### What is needed
Write out the entries below exactly, from the first line to the one with "shape varies by", both ends included.

+ + + + +

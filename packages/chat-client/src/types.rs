//! Chat-completion request and response types.
//!
//! Messages that may carry tool calls are represented as raw
//! [`serde_json::Value`] rather than a typed enum: the wire format embeds
//! optional `tool_calls[]` and `tool_call_id` fields whose shape varies by
//! role, and callers that checkpoint a conversation (park/resume) need the
//! assistant's message back byte-for-byte. Callers that want a typed,
//! serializable conversation history build their own variant on top of
//! these helpers; this crate stays a thin, honest wrapper around the wire
//! protocol.

use serde::{Deserialize, Serialize};

use crate::tool::ToolDefinition;

/// Build a system-role message in wire format.
pub fn system_message(content: impl Into<String>) -> serde_json::Value {
    serde_json::json!({"role": "system", "content": content.into()})
}

/// Build a user-role message in wire format.
pub fn user_message(content: impl Into<String>) -> serde_json::Value {
    serde_json::json!({"role": "user", "content": content.into()})
}

/// Build a tool-result message in wire format.
pub fn tool_message(tool_call_id: impl Into<String>, content: impl Into<String>) -> serde_json::Value {
    serde_json::json!({
        "role": "tool",
        "tool_call_id": tool_call_id.into(),
        "content": content.into()
    })
}

/// Whether the model should be free to choose not to call a tool.
#[derive(Debug, Clone, Copy, Serialize)]
#[serde(rename_all = "lowercase")]
pub enum ToolChoice {
    Auto,
    None,
}

/// A chat-completion request with optional function-calling tools.
#[derive(Debug, Clone)]
pub struct CompletionRequest {
    pub model: String,
    pub messages: Vec<serde_json::Value>,
    pub tools: Vec<ToolDefinition>,
    pub tool_choice: ToolChoice,
    pub max_tokens: Option<u32>,
}

impl CompletionRequest {
    /// Create a request with no tools and `tool_choice: auto`.
    pub fn new(model: impl Into<String>, messages: Vec<serde_json::Value>) -> Self {
        Self {
            model: model.into(),
            messages,
            tools: Vec::new(),
            tool_choice: ToolChoice::Auto,
            max_tokens: None,
        }
    }

    pub fn with_tools(mut self, tools: Vec<ToolDefinition>) -> Self {
        self.tools = tools;
        self
    }

    pub fn with_max_tokens(mut self, max_tokens: u32) -> Self {
        self.max_tokens = Some(max_tokens);
        self
    }

    /// Render the full wire-format JSON body.
    pub fn to_json(&self) -> serde_json::Value {
        let mut body = serde_json::json!({
            "model": self.model,
            "messages": self.messages,
        });

        if !self.tools.is_empty() {
            let tool_defs: Vec<serde_json::Value> =
                self.tools.iter().map(|t| t.to_openai_format()).collect();
            body["tools"] = serde_json::Value::Array(tool_defs);
            body["tool_choice"] = serde_json::json!(match self.tool_choice {
                ToolChoice::Auto => "auto",
                ToolChoice::None => "none",
            });
        }

        if let Some(max_tokens) = self.max_tokens {
            body["max_tokens"] = serde_json::json!(max_tokens);
        }

        body
    }
}

/// The assistant's reply to a [`CompletionRequest`].
#[derive(Debug, Clone)]
pub struct CompletionMessage {
    /// The assistant message exactly as returned by the provider, suitable
    /// for appending verbatim to conversation history.
    pub raw: serde_json::Value,
    /// Text content, if any (may be empty when the reply is tool calls only).
    pub content: Option<String>,
    /// Raw `tool_calls[]` entries, if any.
    pub tool_calls: Vec<serde_json::Value>,
}

impl CompletionMessage {
    pub fn from_raw(raw: serde_json::Value) -> Self {
        let content = raw
            .get("content")
            .and_then(|c| c.as_str())
            .filter(|s| !s.is_empty())
            .map(str::to_string);

        let tool_calls = raw
            .get("tool_calls")
            .and_then(|tc| tc.as_array())
            .cloned()
            .unwrap_or_default();

        Self {
            raw,
            content,
            tool_calls,
        }
    }

    pub fn has_tool_calls(&self) -> bool {
        !self.tool_calls.is_empty()
    }
}

/// Token usage statistics, when the provider reports them.
#[derive(Debug, Clone, Serialize, Deserialize)]
pub struct Usage {
    pub prompt_tokens: u32,
    pub completion_tokens: u32,
    pub total_tokens: u32,
}

/// Raw chat-completion response envelope.
#[derive(Debug, Deserialize)]
pub(crate) struct ChatResponseRaw {
    pub choices: Vec<ChatChoice>,
    pub usage: Option<Usage>,
}

#[derive(Debug, Deserialize)]
pub(crate) struct ChatChoice {
    pub message: serde_json::Value,
}

/// Truncate a string to at most `max_bytes` bytes at a character boundary.
///
/// Used to keep tool-output previews in job logs (SPEC_FULL.md's structured
/// tool-call audit metadata) and oversized tool results bounded before they
/// re-enter the conversation history.
pub fn truncate_to_char_boundary(s: &str, max_bytes: usize) -> &str {
    if s.len() <= max_bytes {
        return s;
    }
    let mut end = max_bytes;
    while !s.is_char_boundary(end) && end > 0 {
        end -= 1;
    }
    &s[..end]
}

#[cfg(test)]
mod tests {
    use super::*;

    #[test]
    fn request_omits_tools_block_when_empty() {
        let req = CompletionRequest::new("gpt-4o", vec![user_message("hi")]);
        let json = req.to_json();
        assert!(json.get("tools").is_none());
        assert!(json.get("tool_choice").is_none());
    }

    #[test]
    fn request_includes_tools_and_choice_when_present() {
        let tools = vec![ToolDefinition {
            name: "final_answer".into(),
            description: "finish the task".into(),
            parameters: serde_json::json!({"type": "object", "properties": {}}),
        }];
        let req = CompletionRequest::new("gpt-4o", vec![user_message("hi")]).with_tools(tools);
        let json = req.to_json();
        assert_eq!(json["tool_choice"], "auto");
        assert_eq!(json["tools"][0]["function"]["name"], "final_answer");
    }

    #[test]
    fn completion_message_extracts_content_and_tool_calls() {
        let raw = serde_json::json!({
            "role": "assistant",
            "content": "",
            "tool_calls": [{"id": "call_1", "function": {"name": "x", "arguments": "{}"}}]
        });
        let msg = CompletionMessage::from_raw(raw);
        assert!(msg.content.is_none());
        assert!(msg.has_tool_calls());
    }

    #[test]
    fn truncate_to_char_boundary_respects_utf8() {
        let text = "Hello 世界";
        let truncated = truncate_to_char_boundary(text, 8);
        assert!(truncated.len() <= 8);
        assert!(text.starts_with(truncated));
    }
}
//! Agent registry: the catalog of discoverable external capabilities that
//! `/agents` and `/admin/agents/reindex` operate on, and that the discovery
//! collaborator (§6.3) ranks against at `discover_tools` time.

use async_trait::async_trait;
use chrono::{DateTime, Utc};
use serde::{Deserialize, Serialize};
use sqlx::{FromRow, PgPool};
use uuid::Uuid;

#[derive(Debug, thiserror::Error)]
pub enum AgentError {
    #[error("agent package_name already registered")]
    Duplicate,
    #[error(transparent)]
    Db(#[from] sqlx::Error),
}

pub type AgentResult<T> = Result<T, AgentError>;

#[derive(Debug, Clone, Serialize, Deserialize, FromRow)]
pub struct Agent {
    pub id: Uuid,
    pub name: String,
    pub description: String,
    pub package_name: String,
    pub version: String,
    pub verified: bool,
    pub created_at: DateTime<Utc>,
}

#[async_trait]
pub trait AgentStore: Send + Sync {
    async fn create(&self, name: &str, description: &str, package_name: &str, version: &str) -> AgentResult<Agent>;
    async fn list(&self, verified_only: bool, limit: i64, offset: i64) -> AgentResult<Vec<Agent>>;
    async fn list_all_descriptions(&self) -> AgentResult<Vec<(Uuid, String)>>;
    async fn count(&self) -> AgentResult<(i64, i64)>;
}

pub struct PostgresAgentStore {
    db: PgPool,
}

impl PostgresAgentStore {
    pub fn new(db: PgPool) -> Self {
        Self { db }
    }
}

#[async_trait]
impl AgentStore for PostgresAgentStore {
    async fn create(&self, name: &str, description: &str, package_name: &str, version: &str) -> AgentResult<Agent> {
        let result = sqlx::query_as::<_, Agent>(
            r#"
            INSERT INTO agents (id, name, description, package_name, version, verified, created_at)
            VALUES ($1, $2, $3, $4, $5, false, NOW())
            RETURNING id, name, description, package_name, version, verified, created_at
            "#,
        )
        .bind(Uuid::new_v4())
        .bind(name)
        .bind(description)
        .bind(package_name)
        .bind(version)
        .fetch_one(&self.db)
        .await;

        match result {
            Ok(agent) => Ok(agent),
            Err(sqlx::Error::Database(e)) if e.is_unique_violation() => Err(AgentError::Duplicate),
            Err(e) => Err(e.into()),
        }
    }

    async fn list(&self, verified_only: bool, limit: i64, offset: i64) -> AgentResult<Vec<Agent>> {
        let agents = sqlx::query_as::<_, Agent>(
            r#"
            SELECT id, name, description, package_name, version, verified, created_at
            FROM agents
            WHERE ($1 = false OR verified = true)
            ORDER BY created_at DESC
            LIMIT $2 OFFSET $3
            "#,
        )
        .bind(verified_only)
        .bind(limit)
        .bind(offset)
        .fetch_all(&self.db)
        .await?;
        Ok(agents)
    }

    async fn list_all_descriptions(&self) -> AgentResult<Vec<(Uuid, String)>> {
        let rows: Vec<(Uuid, String)> = sqlx::query_as("SELECT id, description FROM agents")
            .fetch_all(&self.db)
            .await?;
        Ok(rows)
    }

    async fn count(&self) -> AgentResult<(i64, i64)> {
        let row: (i64, i64) = sqlx::query_as(
            "SELECT COUNT(*), COUNT(*) FILTER (WHERE verified) FROM agents",
        )
        .fetch_one(&self.db)
        .await?;
        Ok(row)
    }
}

+ + + + +

### The completed task
filename packages/chat-client/src/types.rs
//! Chat-completion request and response types.
//!
//! Messages that may carry tool calls are represented as raw
//! [`serde_json::Value`] rather than a typed enum: the wire format embeds
//! optional `tool_calls[]` and `tool_call_id` fields whose shape varies by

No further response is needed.